Items listed in a dataset:
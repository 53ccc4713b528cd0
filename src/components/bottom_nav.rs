use leptos::prelude::*;

#[component]
pub fn BottomNav() -> impl IntoView {
    view! {
        <nav class="bottom-nav">
            <ul class="nav-list">
                <li class="nav-item">
                    <a href="/" class="nav-link">"Home"</a>
                </li>
                <li class="nav-item">
                    <a href="/create" class="nav-link nav-link-create">"Create"</a>
                </li>
                <li class="nav-item">
                    <a href="/profile" class="nav-link">"Profile"</a>
                </li>
            </ul>
        </nav>
    }
}
use serde::de::DeserializeOwned;
use tracing::warn;

use crate::error::ApiError;
use crate::models::{NewRecipe, RecipeSummary, UploadTarget, UserProfile};
use crate::services::{Method, RequestClient};

// -- Backend paths --

pub const RECIPES_PATH: &str = "/api/recipes";
pub const UPLOAD_TARGET_PATH: &str = "/api/objects/upload";
pub const CURRENT_USER_PATH: &str = "/api/auth/user";
pub const LOGOUT_PATH: &str = "/api/logout";

pub fn user_recipes_path(user_id: &str) -> String {
    format!("/api/users/{}/recipes", user_id)
}

fn decode<T: DeserializeOwned>(value: serde_json::Value) -> Result<T, ApiError> {
    serde_json::from_value(value).map_err(ApiError::from)
}

// -- Typed request helpers --

/// The signed-in user. A 401 means nobody is signed in.
pub async fn current_user<C: RequestClient>(client: &C) -> Result<UserProfile, ApiError> {
    let value = client.send(Method::Get, CURRENT_USER_PATH, None).await?;
    decode(value)
}

/// Publish a recipe. Any 2xx means it is stored; the echoed recipe is returned
/// when the body has the expected shape.
pub async fn create_recipe<C: RequestClient>(
    client: &C,
    recipe: &NewRecipe,
) -> Result<Option<RecipeSummary>, ApiError> {
    let body = serde_json::to_value(recipe)?;
    let value = client.send(Method::Post, RECIPES_PATH, Some(body)).await?;
    match decode(value) {
        Ok(created) => Ok(Some(created)),
        Err(e) => {
            warn!("Recipe created, but the response body was not a recipe: {}", e);
            Ok(None)
        }
    }
}

/// Ask the backend for a one-shot URL to PUT an image to.
pub async fn request_upload_target<C: RequestClient>(client: &C) -> Result<UploadTarget, ApiError> {
    let value = client.send(Method::Post, UPLOAD_TARGET_PATH, None).await?;
    decode(value)
}

/// Transfer the file bytes to a target obtained from [`request_upload_target`].
pub async fn upload_file<C: RequestClient>(
    client: &C,
    target: &UploadTarget,
    file: &C::File,
) -> Result<(), ApiError> {
    client.put_file(&target.upload_url, file).await
}

pub async fn list_recipes<C: RequestClient>(client: &C) -> Result<Vec<RecipeSummary>, ApiError> {
    let value = client.send(Method::Get, RECIPES_PATH, None).await?;
    decode(value)
}

pub async fn list_user_recipes<C: RequestClient>(
    client: &C,
    user_id: &str,
) -> Result<Vec<RecipeSummary>, ApiError> {
    let value = client
        .send(Method::Get, &user_recipes_path(user_id), None)
        .await?;
    decode(value)
}

pub async fn logout<C: RequestClient>(client: &C) -> Result<(), ApiError> {
    client.send(Method::Post, LOGOUT_PATH, None).await.map(|_| ())
}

WHAT THE TASK ASKS:
What is the number of lines in the data that include "Method"? Answer with that number alone.

ANSWER TO THIS PROBLEM:
7